Les Français connaissent Claudel, alors qu’au Mali, le public a cru que cette pièce avait été écrite récemment par un auteur malien pour critiquer la situation politique dans le pays. Quand on jouait à Bamako, on m’a souvent appelé pour me dire de faire attention. Ils estimaient que comme je tenais le rôle de Tête d’Or dans lequel les gens reconnaissaient Sanogo, je risquais de m’attirer des ennuis. C’est étonnant, car encore une fois cette pièce a été écrite à la fin du XIXème siècle. Cela prouve juste l’universalité du théâtre.
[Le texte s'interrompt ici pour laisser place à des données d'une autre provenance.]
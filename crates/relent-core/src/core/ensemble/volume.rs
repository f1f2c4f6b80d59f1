use super::EnsembleError;
use nalgebra::Vector3;
use serde::{Deserialize, Serialize};

/// Simulation box shapes.
#[derive(Debug, Clone, PartialEq, Serialize, Deserialize)]
#[serde(tag = "shape", rename_all = "kebab-case")]
pub enum Volume {
    Cube {
        l: f64,
    },
    Cuboid {
        lx: f64,
        ly: f64,
        lz: f64,
    },
    /// Box spanned by three edge vectors, which must form a right-handed set.
    Parallelepiped {
        a: [f64; 3],
        b: [f64; 3],
        c: [f64; 3],
    },
}

impl Volume {
    /// Edge vectors of the box.
    pub fn edges(&self) -> [Vector3<f64>; 3] {
        match self {
            Volume::Cube { l } => [
                Vector3::new(*l, 0.0, 0.0),
                Vector3::new(0.0, *l, 0.0),
                Vector3::new(0.0, 0.0, *l),
            ],
            Volume::Cuboid { lx, ly, lz } => [
                Vector3::new(*lx, 0.0, 0.0),
                Vector3::new(0.0, *ly, 0.0),
                Vector3::new(0.0, 0.0, *lz),
            ],
            Volume::Parallelepiped { a, b, c } => [
                Vector3::from(*a),
                Vector3::from(*b),
                Vector3::from(*c),
            ],
        }
    }

    /// Signed volume `a · (b × c)`; positive for a valid box.
    pub fn value(&self) -> f64 {
        let [a, b, c] = self.edges();
        a.dot(&b.cross(&c))
    }

    pub fn validate(&self) -> Result<(), EnsembleError> {
        let extents_ok = match self {
            Volume::Cube { l } => *l > 0.0,
            Volume::Cuboid { lx, ly, lz } => *lx > 0.0 && *ly > 0.0 && *lz > 0.0,
            Volume::Parallelepiped { .. } => true,
        };
        let v = self.value();
        if !extents_ok || !(v > 0.0) || !v.is_finite() {
            return Err(EnsembleError::InvalidVolume(format!(
                "{self:?} does not span a positive volume"
            )));
        }
        Ok(())
    }
}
Hamadoun Kassogué, comédien :

Quand j’ai lu le scénario, je me suis posé des questions. Petit à petit, je me suis rendu compte que cette pièce n’a ni âge ni frontière, j’ai été conquis. Dans le texte, j’ai reconnu toute l’histoire du Mali, surtout celle des dernières années. J’y ai vu les tares de notre société, et comme le théâtre a pour but de soigner les tares, je me suis dit que je devais jouer dans cette pièce. On retrouve dans chaque personnage, un acteur de la vie politique malienne récente. Dans les propos du Roi, on reconnaît tous ceux qui se sont succédé depuis la première République, jusqu’à ATT, et bien sûr, dans ceux de Tête d’Or, on repère Sanogo. C’est incroyable car la pièce a été écrite par un Français, il y a plus d’un siècle. Même les petits qui n’étaient venus dans les jardins du Palais de la Culture que pour jeter un coup au spectacle ont été subjugués, ils sont restés jusqu’au bout. Pendant le spectacle, nous nous déplaçons avec le public dans trois lieux différents. Le deuxième acte est joué en spirale comme dans le théâtre traditionnel malien. C’est assez exceptionnel. Ici, à Paris, le public est étonné. Pour nous, artistes maliens, les spectateurs européens sont surprenants. Ils ne font pas un bruit, ils ne bougent pas, ils ne nous interpellent pas. On se demande pourquoi jouer s’ils ne réagissent pas. C’est tellement différent en Afrique ! Chez nous, les gens donnent leur avis aux personnages, ils n’hésitent pas à monter sur la scène. Le théâtre est un forum où personnages et public échangent, ça nous galvanise nous comédiens, ça donne de la force au spectacle. Ici, les spectateurs attendent la fin pour donner leur avis, en applaudissant ou pas. Pour recréer l’ambiance théâtrale africaine dans les représentations de Tête d’Or, ce sont les personnages eux-mêmes qui ponctuent les répliques d’onomatopées d’approbation ou de désapprobation en langue bamanan. Le public européen en comprend le sens sans comprendre la langue. Ils sont nombreux à nous dire qu’ils aiment beaucoup ça. Nous jouons à Paris jusqu’au 12 avril. Le bouche à oreille est en train de faire son travail, donc nous espérons que nos compatriotes résidant ici viendront vite nous voir en masse.